Both the functional and presentation currency of Global Gold Holdings Limited is Australian Dollars ($).

Transactions in foreign currencies are initially recorded in the functional currency at the exchange rates ruling at the date of the transaction. Monetary assets and liabilities denominated in foreign currencies are translated at the rate of exchange ruling at the balance sheet date.

All exchange differences in the consolidated financial report are taken to the income statement.

The functional currency of the overseas subsidiary (Rimbun Teratai Sdn Bhd) is Malaysian Ringgit (MYR).

As at the reporting date the assets and liabilities of these overseas subsidiaries are translated into the presentation currency of Global Gold Holdings Limited at the rate of exchange ruling at the balance sheet date and the income statements are translated at the average exchange rates for the period.

The exchange differences arising on the retranslation are taken directly to a separate component of equity.

On disposal of a foreign entity, the deferred cumulative amount recognised in equity relating to that particular foreign operation is recognised in the income statement.

Revenue

Revenue is recognised and measured the fair value of the consideration received or receivable to the extent it is probable that the economic benefits will flow to the Group and the revenue can be reliably measured.

Interest Income

Revenue is recognised as interest accrues using the effective interest method.

Sale of goods

Revenue is recognised when the significant risk and rewards of ownership of the goods have passed to the buyer and the costs incurred or to be incurred in respect of the transaction can be measured reliably.

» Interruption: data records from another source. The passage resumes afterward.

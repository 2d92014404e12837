use std::error::Error;
use std::fs;
use std::path::{Path, PathBuf};

use runwatch::engine::cycle::{finalize_run, stage_run};
use runwatch::run::Run;
use tempfile::TempDir;

type TestResult = Result<(), Box<dyn Error>>;

struct Fixture {
    _tmp: TempDir,
    intake: PathBuf,
    node: PathBuf,
    protected: Vec<PathBuf>,
}

/// NAS intake folder plus a node root, with the protected set a real
/// deployment would derive from its settings.
fn fixture() -> Fixture {
    let tmp = tempfile::tempdir().unwrap();
    let intake = tmp.path().join("To_Assemble");
    let node = tmp.path().join("node");
    fs::create_dir_all(&intake).unwrap();
    fs::create_dir_all(&node).unwrap();
    let protected = vec![tmp.path().to_path_buf(), intake.clone(), node.clone()];
    Fixture {
        _tmp: tmp,
        intake,
        node,
        protected,
    }
}

/// A queued run on the NAS plus its staged copy on the node, as stage and
/// the pipeline would have left them.
fn queued_and_staged(fx: &Fixture, with_signal: bool) -> (Run, PathBuf) {
    let origin = fx.intake.join("Run1_Ready_Queued");
    fs::create_dir_all(&origin).unwrap();
    fs::write(origin.join("sample.fastq.gz"), b"reads").unwrap();
    fs::write(origin.join("RunInfo.xml"), b"<x/>").unwrap();

    let queued = Run::from_dir(origin).unwrap();
    let staged = stage_run(&queued, &fx.node).unwrap();

    fs::write(staged.join("b.bam"), b"aligned").unwrap();
    if with_signal {
        fs::create_dir_all(staged.join("reports")).unwrap();
        fs::write(staged.join("reports").join("combinedMetadata.csv"), b"csv").unwrap();
    }
    (queued, staged)
}

#[test]
fn staging_copies_without_touching_the_original() -> TestResult {
    let fx = fixture();
    let (queued, staged) = queued_and_staged(&fx, false);

    assert_eq!(staged, fx.node.join("Run1_Ready_Queued"));
    assert!(staged.join("sample.fastq.gz").is_file());
    // The NAS original stays in place until finalize removes it.
    assert!(queued.path.join("sample.fastq.gz").is_file());
    Ok(())
}

#[test]
fn staging_into_taken_destination_uses_suffix() -> TestResult {
    let fx = fixture();
    fs::create_dir_all(fx.node.join("Run1_Ready_Queued"))?;
    let (_, staged) = queued_and_staged(&fx, false);

    assert_eq!(staged, fx.node.join("Run1_Ready_Queued_1"));
    Ok(())
}

#[test]
fn finalize_with_signal_copies_back_and_cleans_up() -> TestResult {
    let fx = fixture();
    let (queued, staged) = queued_and_staged(&fx, true);

    let report = finalize_run(&queued, &staged, &fx.intake, &fx.protected)?;

    assert!(report.signal_present);
    assert!(report.copied_back);

    let target = fx.intake.join("Run1_Assembled");
    assert_eq!(report.target, target);
    assert!(target.join("b.bam").is_file());
    assert!(target.join("reports").join("combinedMetadata.csv").is_file());
    // Raw input never comes back to the NAS.
    assert!(!target.join("sample.fastq.gz").exists());
    // Both copies of the queued run are gone.
    assert!(!staged.exists());
    assert!(!queued.path.exists());
    Ok(())
}

#[test]
fn finalize_without_signal_still_collects_and_cleans_up() -> TestResult {
    let fx = fixture();
    let (queued, staged) = queued_and_staged(&fx, false);

    let report = finalize_run(&queued, &staged, &fx.intake, &fx.protected)?;

    assert!(!report.signal_present);
    assert!(report.copied_back);
    assert!(fx.intake.join("Run1_Assembled").join("b.bam").is_file());
    assert!(!staged.exists());
    assert!(!queued.path.exists());
    Ok(())
}

#[test]
fn finalize_target_collision_probes_suffix() -> TestResult {
    let fx = fixture();
    fs::create_dir_all(fx.intake.join("Run1_Assembled"))?;
    let (queued, staged) = queued_and_staged(&fx, true);

    let report = finalize_run(&queued, &staged, &fx.intake, &fx.protected)?;

    assert_eq!(report.target, fx.intake.join("Run1_Assembled_1"));
    assert!(report.target.join("b.bam").is_file());
    Ok(())
}

#[test]
fn finalize_strips_all_fastq_gz_before_copy_back() -> TestResult {
    let fx = fixture();
    let (queued, staged) = queued_and_staged(&fx, true);
    fs::create_dir_all(staged.join("raw"))?;
    fs::write(staged.join("raw").join("extra.fastq.gz"), b"reads")?;

    let report = finalize_run(&queued, &staged, &fx.intake, &fx.protected)?;

    assert!(no_fastq_gz_under(&report.target));
    assert!(report.target.join("b.bam").is_file());
    Ok(())
}

#[test]
fn failed_copy_back_skips_both_deletions() -> TestResult {
    let fx = fixture();
    let (queued, staged) = queued_and_staged(&fx, true);

    // A regular file where the NAS outbox should be makes the copy-back
    // fail; both copies of the run must survive for manual recovery.
    let bogus_intake = fx._tmp.path().join("not_a_dir");
    fs::write(&bogus_intake, b"x")?;

    let report = finalize_run(&queued, &staged, &bogus_intake, &fx.protected)?;

    assert!(report.signal_present);
    assert!(!report.copied_back);
    assert!(staged.join("b.bam").is_file());
    assert!(queued.path.join("sample.fastq.gz").is_file());
    Ok(())
}

#[test]
fn failed_staging_leaves_the_original_queued() -> TestResult {
    let fx = fixture();
    let origin = fx.intake.join("Run1_Ready_Queued");
    fs::create_dir_all(&origin)?;
    fs::write(origin.join("sample.fastq.gz"), b"reads")?;
    let queued = Run::from_dir(origin.clone())?;

    let bogus_node = fx._tmp.path().join("node_file");
    fs::write(&bogus_node, b"x")?;

    assert!(stage_run(&queued, &bogus_node).is_err());
    assert!(origin.join("sample.fastq.gz").is_file());
    Ok(())
}

fn no_fastq_gz_under(dir: &Path) -> bool {
    let mut stack = vec![dir.to_path_buf()];
    while let Some(current) = stack.pop() {
        for entry in fs::read_dir(&current).unwrap() {
            let path = entry.unwrap().path();
            if path.is_dir() {
                stack.push(path);
            } else if path.to_string_lossy().ends_with(".fastq.gz") {
                return false;
            }
        }
    }
    true
}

Income tax and other taxes

Current tax assets and liabilities for the current and prior periods are measured at the amount expected to be recovered from or paid to the taxation authorities. The tax rates and tax laws used to compute the amount are those that are enacted or substantively enacted by the balance sheet date.

Deferred income tax is provided on all temporary differences at the balance sheet date between the tax bases of assets and liabilities and their carrying amounts for financial reporting purposes.

Deferred income tax liabilities are recognised for all taxable temporary differences except when the deferred income tax liability arises from the initial recognition of goodwill or of an asset or liability in a transaction that is not a business combination and that, at the time of the transaction, affects neither the accounting profit nor taxable profit or loss.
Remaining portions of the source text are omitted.